* **WORK REQUIRED**:
Return every line of the data exactly as it appears.

--- START ---

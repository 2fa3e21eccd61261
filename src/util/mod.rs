//! Reprojection error statistics.

use crate::camera::CameraModel;
use crate::error::CalibrationError;
use crate::geometry::RigidTransform;
use nalgebra::{Vector2, Vector3};
use serde::{Deserialize, Serialize};
use std::fmt;

#[derive(Clone, PartialEq, Serialize, Deserialize)]
pub struct ProjectionError {
    pub rmse: f64,
    pub min: f64,
    pub max: f64,
    pub mean: f64,
    pub stddev: f64,
    pub median: f64,
}

impl fmt::Debug for ProjectionError {
    fn fmt(&self, f: &mut fmt::Formatter<'_>) -> fmt::Result {
        write!(
            f,
            "Projection Error [ rmse: {}, min: {}, max: {}, mean: {}, stddev: {}, median: {} ]",
            self.rmse, self.min, self.max, self.mean, self.stddev, self.median
        )
    }
}

impl ProjectionError {
    /// Summary statistics over per-point pixel distances.
    pub fn from_errors(errors: &[f64]) -> Option<Self> {
        if errors.is_empty() {
            return None;
        }
        let n = errors.len() as f64;
        let mean = errors.iter().sum::<f64>() / n;
        let variance = errors.iter().map(|x| (x - mean).powi(2)).sum::<f64>() / n;
        let rmse = (errors.iter().map(|x| x.powi(2)).sum::<f64>() / n).sqrt();
        let min = errors.iter().fold(f64::INFINITY, |a, &b| a.min(b));
        let max = errors.iter().fold(f64::NEG_INFINITY, |a, &b| a.max(b));

        let mut sorted = errors.to_vec();
        sorted.sort_by(|a, b| a.total_cmp(b));
        let mid = sorted.len() / 2;
        let median = if sorted.len() % 2 == 0 {
            (sorted[mid - 1] + sorted[mid]) / 2.0
        } else {
            sorted[mid]
        };

        Some(ProjectionError {
            rmse,
            min,
            max,
            mean,
            stddev: variance.sqrt(),
            median,
        })
    }
}

/// Per-point pixel distances after mapping board points through `pose` and
/// projecting with `camera_model`.
///
/// A point that cannot be projected (behind the camera) is an error, so a bad
/// pose never yields an optimistic score.
pub fn reprojection_distances<T>(
    camera_model: &T,
    pose: &RigidTransform,
    points3d: &[Vector3<f64>],
    points2d: &[Vector2<f64>],
) -> Result<Vec<f64>, CalibrationError>
where
    T: ?Sized + CameraModel,
{
    if points3d.len() != points2d.len() {
        return Err(CalibrationError::MalformedInput(
            "Number of 2D and 3D points must match".to_string(),
        ));
    }
    points3d
        .iter()
        .zip(points2d.iter())
        .map(|(p3d, p2d)| {
            let projected = camera_model.project(&pose.transform_point(p3d))?;
            Ok((projected - p2d).norm())
        })
        .collect()
}

/// Root-mean-square of pixel distances, `sqrt(mean(d²))`.
pub fn rms(distances: &[f64]) -> f64 {
    if distances.is_empty() {
        return 0.0;
    }
    (distances.iter().map(|d| d * d).sum::<f64>() / distances.len() as f64).sqrt()
}
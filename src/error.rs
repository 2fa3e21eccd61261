//! Crate-level error type.

use crate::camera::CameraModelError;

/// Failures surfaced by the calibration stages.
///
/// Every variant names the camera, edge, frame or point it concerns so a
/// caller can display it without further context.
#[derive(thiserror::Error, Debug, Clone, PartialEq)]
pub enum CalibrationError {
    #[error("camera '{camera}': {available} usable frame(s), at least {required} required")]
    InsufficientFrames {
        camera: String,
        available: usize,
        required: usize,
    },
    #[error("edge '{parent}' -> '{child}': {available} covisible frame(s) with valid poses, at least {required} required")]
    InsufficientEdgeFrames {
        parent: String,
        child: String,
        available: usize,
        required: usize,
    },
    #[error("camera '{camera}' is unreachable from the reference: {reason}")]
    UnreachableCamera { camera: String, reason: String },
    #[error("frame {frame}, corner {corner_id}: degenerate geometry ({reason})")]
    DegenerateGeometry {
        frame: u32,
        corner_id: u32,
        reason: String,
    },
    #[error("Malformed input: {0}")]
    MalformedInput(String),
    #[error("Numerical failure: {0}")]
    NumericalFailure(String),
    #[error(transparent)]
    Camera(#[from] CameraModelError),
    #[error("I/O error: {0}")]
    Io(String),
    #[error("Serialization error: {0}")]
    Serialization(String),
}

impl From<std::io::Error> for CalibrationError {
    fn from(err: std::io::Error) -> Self {
        CalibrationError::Io(err.to_string())
    }
}

impl From<serde_json::Error> for CalibrationError {
    fn from(err: serde_json::Error) -> Self {
        CalibrationError::Serialization(err.to_string())
    }
}

impl From<serde_yaml::Error> for CalibrationError {
    fn from(err: serde_yaml::Error) -> Self {
        CalibrationError::Serialization(err.to_string())
    }
}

--- END ---

* **RESPONSE AREA**:
repository 2fa3e21eccd61261
filename src/util/mod.rs
//! Reprojection error statistics.

use crate::camera::CameraModel;
use crate::error::CalibrationError;
use crate::geometry::RigidTransform;
use nalgebra::{Vector2, Vector3};
use serde::{Deserialize, Serialize};
use std::fmt;

#[derive(Clone, PartialEq, Serialize, Deserialize)]
pub struct ProjectionError {
    pub rmse: f64,
    pub min: f64,
    pub max: f64,
    pub mean: f64,
    pub stddev: f64,
    pub median: f64,
}

impl fmt::Debug for ProjectionError {
    fn fmt(&self, f: &mut fmt::Formatter<'_>) -> fmt::Result {
        write!(
            f,
            "Projection Error [ rmse: {}, min: {}, max: {}, mean: {}, stddev: {}, median: {} ]",
            self.rmse, self.min, self.max, self.mean, self.stddev, self.median
        )
    }
}

impl ProjectionError {
    /// Summary statistics over per-point pixel distances.
    pub fn from_errors(errors: &[f64]) -> Option<Self> {
        if errors.is_empty() {
            return None;
        }
        let n = errors.len() as f64;
        let mean = errors.iter().sum::<f64>() / n;
        let variance = errors.iter().map(|x| (x - mean).powi(2)).sum::<f64>() / n;
        let rmse = (errors.iter().map(|x| x.powi(2)).sum::<f64>() / n).sqrt();
        let min = errors.iter().fold(f64::INFINITY, |a, &b| a.min(b));
        let max = errors.iter().fold(f64::NEG_INFINITY, |a, &b| a.max(b));

        let mut sorted = errors.to_vec();
        sorted.sort_by(|a, b| a.total_cmp(b));
        let mid = sorted.len() / 2;
        let median = if sorted.len() % 2 == 0 {
            (sorted[mid - 1] + sorted[mid]) / 2.0
        } else {
            sorted[mid]
        };

        Some(ProjectionError {
            rmse,
            min,
            max,
            mean,
            stddev: variance.sqrt(),
            median,
        })
    }
}

/// Per-point pixel distances after mapping board points through `pose` and
/// projecting with `camera_model`.
///
/// A point that cannot be projected (behind the camera) is an error, so a bad
/// pose never yields an optimistic score.
pub fn reprojection_distances<T>(
    camera_model: &T,
    pose: &RigidTransform,
    points3d: &[Vector3<f64>],
    points2d: &[Vector2<f64>],
) -> Result<Vec<f64>, CalibrationError>
where
    T: ?Sized + CameraModel,
{
    if points3d.len() != points2d.len() {
        return Err(CalibrationError::MalformedInput(
            "Number of 2D and 3D points must match".to_string(),
        ));
    }
    points3d
        .iter()
        .zip(points2d.iter())
        .map(|(p3d, p2d)| {
            let projected = camera_model.project(&pose.transform_point(p3d))?;
            Ok((projected - p2d).norm())
        })
        .collect()
}

/// Root-mean-square of pixel distances, `sqrt(mean(d²))`.
pub fn rms(distances: &[f64]) -> f64 {
    if distances.is_empty() {
        return 0.0;
    }
    (distances.iter().map(|d| d * d).sum::<f64>() / distances.len() as f64).sqrt()
}
filename src/error.rs
repository 2fa3e21eccd61261
//! Crate-level error type.

use crate::camera::CameraModelError;

/// Failures surfaced by the calibration stages.
///
/// Every variant names the camera, edge, frame or point it concerns so a
/// caller can display it without further context.
#[derive(thiserror::Error, Debug, Clone, PartialEq)]
pub enum CalibrationError {
    #[error("camera '{camera}': {available} usable frame(s), at least {required} required")]
    InsufficientFrames {
        camera: String,
        available: usize,
        required: usize,
    },
    #[error("edge '{parent}' -> '{child}': {available} covisible frame(s) with valid poses, at least {required} required")]
    InsufficientEdgeFrames {
        parent: String,
        child: String,
        available: usize,
        required: usize,
    },
    #[error("camera '{camera}' is unreachable from the reference: {reason}")]
    UnreachableCamera { camera: String, reason: String },
    #[error("frame {frame}, corner {corner_id}: degenerate geometry ({reason})")]
    DegenerateGeometry {
        frame: u32,
        corner_id: u32,
        reason: String,
    },
    #[error("Malformed input: {0}")]
    MalformedInput(String),
    #[error("Numerical failure: {0}")]
    NumericalFailure(String),
    #[error(transparent)]
    Camera(#[from] CameraModelError),
    #[error("I/O error: {0}")]
    Io(String),
    #[error("Serialization error: {0}")]
    Serialization(String),
}

impl From<std::io::Error> for CalibrationError {
    fn from(err: std::io::Error) -> Self {
        CalibrationError::Io(err.to_string())
    }
}

impl From<serde_json::Error> for CalibrationError {
    fn from(err: serde_json::Error) -> Self {
        CalibrationError::Serialization(err.to_string())
    }
}

impl From<serde_yaml::Error> for CalibrationError {
    fn from(err: serde_yaml::Error) -> Self {
        CalibrationError::Serialization(err.to_string())
    }
}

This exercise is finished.